Here is an explanation of the figure, followed by a video by the lead author discussing it:
This graphic shows the ratio of record daily highs to record daily lows observed at about 1,800 weather stations in the 48 contiguous United States from January 1950 through September 2009. Each bar shows the proportion of record highs (red) to record lows (blue) for each decade. The 1960s and 1970s saw slightly more record daily lows than highs, but in the last 30 years record highs have increasingly predominated, with the ratio now about two-to-one for the 48 states as a whole. (©UCAR, graphic by Mike Shibao.)
This is from the news release [1] of the National Center for Atmospheric Research (NCAR). The scientific paper itself is here [4] (subs. req’d). And NCAR posted a video of lead author Gerald Meehl discussing his findings: [EDIT: You need to go to the original to see this video.]
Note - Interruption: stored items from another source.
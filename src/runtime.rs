//! Runtime for executing chat sessions
//!
//! One `SessionRuntime` task runs per active session id. It owns the
//! controller state and the conversation log; everything else reaches it
//! through channels.

mod bootstrap;
mod executor;


pub use bootstrap::{should_bootstrap, BootstrapDecision, BootstrapReason};
pub use executor::SessionRuntime;

use crate::attachment::{AttachmentHost, AttachmentStager};
use crate::conversation::{turns_from_history, Turn};
use crate::llm::ModelService;
use crate::state_machine::{ConvContext, ConvState, TransitionError, TurnFailure};
use crate::sync::{ChatStore, SyncClient, SyncError};
use std::sync::Arc;
use thiserror::Error;
use tokio::sync::{broadcast, mpsc, oneshot, watch, Mutex};
use tokio_util::sync::CancellationToken;

#[derive(Debug, Clone, Error, PartialEq, Eq)]
pub enum SessionError {
    #[error("Failed to load history: {0}")]
    HistoryLoad(SyncError),
    #[error(transparent)]
    Rejected(#[from] TransitionError),
    #[error("Session is closed")]
    Closed,
}

/// Events sent to session subscribers
#[derive(Debug, Clone)]
pub enum SessionEvent {
    StateChange {
        state: ConvState,
    },
    /// The full answer-in-progress buffer after one more delta
    AnswerProgress {
        turn_id: u64,
        text: Arc<str>,
    },
    TurnAppended {
        turn_id: u64,
        index: usize,
        turn: Turn,
    },
    TurnFailed {
        turn_id: u64,
        failure: TurnFailure,
    },
    /// The controller accepts input again
    Idle,
    Persisted {
        turn_id: u64,
    },
    PersistFailed {
        turn_id: u64,
        error: SyncError,
    },
    HistoryRefreshed {
        messages: usize,
    },
    Closed,
}

/// Snapshot for rendering: committed turns are published separately from
/// the partial answer
#[derive(Debug, Clone, Default, PartialEq, Eq)]
pub struct SessionView {
    pub turns: Vec<Turn>,
    pub answer_in_progress: Option<Arc<str>>,
    pub busy: bool,
}

pub(crate) enum Command {
    Submit {
        text: String,
        reply: oneshot::Sender<Result<u64, TransitionError>>,
    },
    Activate {
        reply: oneshot::Sender<Result<bool, TransitionError>>,
    },
}

/// Handle to interact with a running session
#[derive(Clone)]
pub struct SessionHandle {
    session_id: String,
    commands: mpsc::Sender<Command>,
    broadcast_tx: broadcast::Sender<SessionEvent>,
    view: watch::Receiver<SessionView>,
    shutdown: CancellationToken,
}

impl SessionHandle {
    pub fn session_id(&self) -> &str {
        &self.session_id
    }

    /// Submit a user message; returns the turn id
    pub async fn submit(&self, text: impl Into<String>) -> Result<u64, SessionError> {
        let text = text.into();
        self.request(|reply| Command::Submit { text, reply }).await
    }

    /// Session activation hook. Replays an unanswered stored question the
    /// first time it is called on this runtime; returns whether it did.
    pub async fn activate(&self) -> Result<bool, SessionError> {
        self.request(|reply| Command::Activate { reply }).await
    }

    pub fn subscribe(&self) -> broadcast::Receiver<SessionEvent> {
        self.broadcast_tx.subscribe()
    }

    pub fn view(&self) -> SessionView {
        self.view.borrow().clone()
    }

    pub fn is_busy(&self) -> bool {
        self.view.borrow().busy
    }

    /// Stop the session: cancels any stream and discards the partial answer
    pub fn close(&self) {
        self.shutdown.cancel();
    }

    pub fn is_closed(&self) -> bool {
        self.shutdown.is_cancelled() || self.commands.is_closed()
    }

    async fn request<T>(
        &self,
        command: impl FnOnce(oneshot::Sender<Result<T, TransitionError>>) -> Command,
    ) -> Result<T, SessionError> {
        if self.shutdown.is_cancelled() {
            return Err(SessionError::Closed);
        }
        let (reply, response) = oneshot::channel();
        self.commands
            .send(command(reply))
            .await
            .map_err(|_| SessionError::Closed)?;
        let result = response.await.map_err(|_| SessionError::Closed)?;
        Ok(result?)
    }
}

/// Navigation layer: owns the shared stager and sync client and keeps at
/// most one session running
pub struct SessionManager {
    model: Arc<dyn ModelService>,
    stager: AttachmentStager,
    sync: Arc<SyncClient>,
    active: Mutex<Option<SessionHandle>>,
}

impl SessionManager {
    pub fn new(
        model: Arc<dyn ModelService>,
        store: Arc<dyn ChatStore>,
        host: Arc<dyn AttachmentHost>,
    ) -> Self {
        let stager = AttachmentStager::new(host);
        let sync = Arc::new(SyncClient::new(store, stager.clone()));
        Self {
            model,
            stager,
            sync,
            active: Mutex::new(None),
        }
    }

    pub fn stager(&self) -> &AttachmentStager {
        &self.stager
    }

    pub fn sync(&self) -> &SyncClient {
        &self.sync
    }

    pub async fn active(&self) -> Option<SessionHandle> {
        self.active.lock().await.clone()
    }

    /// Whether the submit control should be enabled
    pub async fn can_submit(&self) -> bool {
        if self.stager.upload_pending() {
            return false;
        }
        match self.active.lock().await.as_ref() {
            Some(handle) => !handle.is_closed() && !handle.is_busy(),
            None => false,
        }
    }

    /// Switch to `session_id`, tearing down the previous session first
    pub async fn navigate(&self, session_id: &str) -> Result<SessionHandle, SessionError> {
        let mut active = self.active.lock().await;
        if let Some(handle) = active.as_ref() {
            if handle.session_id() == session_id && !handle.is_closed() {
                return Ok(handle.clone());
            }
        }

        if let Some(previous) = active.take() {
            tracing::info!(
                from = %previous.session_id(),
                to = %session_id,
                "Closing session on navigation"
            );
            previous.close();
        }
        self.stager.reset();

        let history = self
            .sync
            .load_history(session_id)
            .await
            .map_err(|e| {
                tracing::error!(session_id = %session_id, error = %e, "History load failed");
                SessionError::HistoryLoad(e)
            })?;

        let decision = should_bootstrap(&history);
        tracing::debug!(
            session_id = %session_id,
            history_len = history.len(),
            fires = decision.fires(),
            reason = ?decision.reason,
            "Bootstrap decision"
        );

        // The replayed question reaches the model through the bootstrap turn only
        let context_history = match (&decision.question, history.split_last()) {
            (Some(_), Some((_, earlier))) => earlier,
            _ => history.as_slice(),
        };
        let stream = self.model.open_session(context_history);

        let handle = SessionRuntime::spawn(
            ConvContext::new(session_id, self.model.model_id()),
            turns_from_history(&history),
            stream,
            self.stager.clone(),
            Arc::clone(&self.sync),
            decision.question,
        );
        *active = Some(handle.clone());
        Ok(handle)
    }

    /// Close the active session, if any
    pub async fn close(&self) {
        if let Some(handle) = self.active.lock().await.take() {
            handle.close();
        }
        self.stager.reset();
    }
}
Here are more excerpts from the news release:
“Climate change is making itself felt in terms of day-to-day weather in the United States,” says Gerald Meehl, the lead author and a senior scientist at the National Center for Atmospheric Research (NCAR). “The ways these records are being broken show how our climate is already shifting.”
… If temperatures were not warming, the number of record daily highs and lows being set each year would be approximately even. Instead, for the period from January 1, 2000, to September 30, 2009, the continental United States set 291,237 record highs and 142,420 record lows, as the country experienced unusually mild winter weather and intense summer heat waves.
A record daily high means that temperatures were warmer on a given day than on that same date throughout a weather station’s history. The authors used a quality control process to ensure the reliability of data from thousands of weather stations across the country, while looking at data over the past six decades to capture longer-term trends.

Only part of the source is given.